Medically Reviewed by Stephanie S. Gardner, MD on April 26, 2022
3 min read

Jellyfish are free-swimming, bell-shaped, gelatinous creatures with tentacles that may be more than 3 feet in length. Jellyfish that are harmful to humans are distributed throughout the world. They are found near the surface of the water during times of diminished light. Harmful jellyfish have stingers (nematocysts) capable of piercing the skin.

Other creatures with nematocysts include Portuguese man-of-war, sea wasps, anemones, and fire corals. These organs function long after the animal is dead.

Venoms include various substances, some of which trigger allergic reactions. The most toxic nematocystic animals are found along the Indo-Pacific and Australian waters.

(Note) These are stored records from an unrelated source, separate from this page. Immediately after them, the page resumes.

#[cfg(test)]
mod tests {
    use super::*;
    use crate::sip::DialogState;
    use parking_lot::Mutex as PMutex;

    struct Collect(PMutex<Vec<DialogMessage>>);

    impl DialogSink for Collect {
        fn dialog_message(&self, msg: DialogMessage) {
            self.0.lock().push(msg);
        }
    }

    #[test]
    fn test_valid_to_users() {
        assert!(valid_to_user("IMSI001010000000001"));
        assert!(valid_to_user("TMSI4f3a2b1c"));
        assert!(valid_to_user("411"));
        assert!(valid_to_user("+15551234567"));
        assert!(!valid_to_user(""));
        assert!(!valid_to_user("IMSIabc"));
        assert!(!valid_to_user("bob"));
    }

    #[test]
    fn test_unmatched_invite_creates_mt_dialog() {
        let ctx = test_sip_context();
        let iface = SipInterface::new(ctx.clone());
        let raw = b"INVITE sip:IMSI001010000000001@127.0.0.1 SIP/2.0\r\n\
Via: SIP/2.0/UDP 127.0.0.1:5099;branch=z9hG4bKOBTSdddddddddddddddd\r\n\
From: <sip:2600@127.0.0.1>;tag=peer1\r\nTo: <sip:IMSI001010000000001@127.0.0.1>\r\n\
Call-ID: mtcall1\r\nCSeq: 1 INVITE\r\nContent-Length: 0\r\n\r\n";
        iface.on_datagram(raw, "127.0.0.1:5099".parse().unwrap());
        let dlg = iface.find_dialog("mtcall1", "").expect("MT dialog created");
        assert_eq!(dlg.dialog_type, DialogType::Mtc);
        assert_eq!(dlg.remote_tag(), "peer1");
        assert!(!dlg.local_tag().is_empty());
    }

    struct AnswerImmediately;

    impl MtHandler for AnswerImmediately {
        fn new_mt_dialog(&self, dialog: Arc<SipDialog>, _request: &SipMessage) {
            dialog.mtc_send_trying();
            dialog.mtc_send_ringing();
        }
    }

    #[test]
    fn test_tag_rekey_on_ack() {
        let ctx = test_sip_context();
        let iface = SipInterface::new(ctx.clone());
        let sink = Arc::new(Collect(PMutex::new(Vec::new())));
        ctx.set_sink(sink.clone());
        iface.set_mt_handler(Arc::new(AnswerImmediately));

        let invite = b"INVITE sip:IMSI001010000000001@127.0.0.1 SIP/2.0\r\n\
Via: SIP/2.0/UDP 127.0.0.1:5099;branch=z9hG4bKOBTSeeeeeeeeeeeeeeee\r\n\
From: <sip:2600@127.0.0.1>;tag=peer2\r\nTo: <sip:IMSI001010000000001@127.0.0.1>\r\n\
Call-ID: mtcall2\r\nCSeq: 1 INVITE\r\nContent-Type: application/sdp\r\nContent-Length: 0\r\n\r\n";
        let from = "127.0.0.1:5099".parse().unwrap();
        iface.on_datagram(invite, from);
        let dlg = iface.find_dialog("mtcall2", "").unwrap();
        let tag = dlg.local_tag();

        let ack = format!(
            "ACK sip:IMSI001010000000001@127.0.0.1 SIP/2.0\r\n\
Via: SIP/2.0/UDP 127.0.0.1:5099;branch=z9hG4bKOBTSffffffffffffffff\r\n\
From: <sip:2600@127.0.0.1>;tag=peer2\r\nTo: <sip:IMSI001010000000001@127.0.0.1>;tag={tag}\r\n\
Call-ID: mtcall2\r\nCSeq: 1 ACK\r\nContent-Length: 0\r\n\r\n"
        );
        iface.on_datagram(ack.as_bytes(), from);
        assert!(iface.find_dialog("mtcall2", &tag).is_some());
        assert!(iface.find_dialog("mtcall2", "").is_none());
        let states: Vec<DialogState> = sink.0.lock().iter().map(|m| m.state).collect();
        assert!(states.contains(&DialogState::Active));
    }

    #[test]
    fn test_unmatched_request_gets_404() {
        let ctx = test_sip_context();
        let iface = SipInterface::new(ctx.clone());
        let recv = UdpSocket::bind("127.0.0.1:0").unwrap();
        recv.set_read_timeout(Some(Duration::from_secs(2))).unwrap();
        let from = recv.local_addr().unwrap();
        let bye = b"BYE sip:whatever@127.0.0.1 SIP/2.0\r\n\
Via: SIP/2.0/UDP 127.0.0.1:5099;branch=z9hG4bKOBTS0000000000000000\r\n\
From: <sip:2600@127.0.0.1>;tag=x\r\nTo: <sip:411@127.0.0.1>;tag=y\r\n\
Call-ID: nosuchcall\r\nCSeq: 2 BYE\r\nContent-Length: 0\r\n\r\n";
        iface.on_datagram(bye, from);
        let mut buf = [0u8; 1024];
        let (n, _) = recv.recv_from(&mut buf).unwrap();
        let reply = parse_message(&buf[..n]).unwrap();
        assert_eq!(reply.code, 404);
        assert_eq!(reply.call_id, "nosuchcall");
    }

    #[test]
    fn test_parse_fuzz_never_panics() {
        let ctx = test_sip_context();
        let iface = SipInterface::new(ctx);
        let mut rng = fastrand::Rng::with_seed(0xf22d);
        let from = "127.0.0.1:9".parse().unwrap();
        for _ in 0..1000 {
            let len = rng.usize(0..600);
            let data: Vec<u8> = (0..len).map(|_| rng.u8(..)).collect();
            iface.on_datagram(&data, from);
        }
    }
}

  • Symptoms include intense, stinging pain, rash, and wheals (raised welts).
  • The progressive effects of a jellyfish sting may include nausea, vomiting, diarrhea, lymph node swelling, abdominal and back pain, fever, chills, and sweating.
  • Severe reactions can cause difficulty breathing, coma, and death.
  • Persistent redness and irritation after 2-3 days may signal bacterial infection of the wound.
  • Rinse with seawater. Avoid fresh water because it will increase pain. Do not rub the wound or apply ice to it.
  • For classic box jellyfish stings, apply topical acetic acid (vinegar) or isopropyl alcohol.
  • Remove tentacles with tweezers.
  • Apply shaving cream or a paste of baking soda or mud to the wound. Shave the area with a razor or knife and then reapply vinegar or alcohol. The shaving cream or paste prevents nematocysts that have not been activated from discharging toxin during removal with the razor.
  • Immobilize the extremity because movement may cause the venom to spread.
  • Hydrocortisone cream may be applied 2-3 times daily to relieve itching. Discontinue immediately if any signs of infection appear.
  • Eye stings should be irrigated with 1 gallon of fresh water.
  • Mouth stings should be treated with 1/4 strength vinegar. Avoid vinegar if oral swelling or difficulty swallowing occurs.
  • For a box jellyfish sting, after treatment with vinegar or alcohol, use the pressure-immobilization technique.
    • The extremity should be wrapped with a bandage in a style similar to wrapping a sprained ankle.
    • Bind the limb firmly but do not stop the circulation. The fingers and toes should remain pink.
    • Leave bandages intact until medical personnel are available for treatment.
  • CPR may be necessary.
  • Severe symptoms, such as difficulty breathing and intense pain, require immediate medical treatment.
  • A doctor should be consulted about treatment with available medications.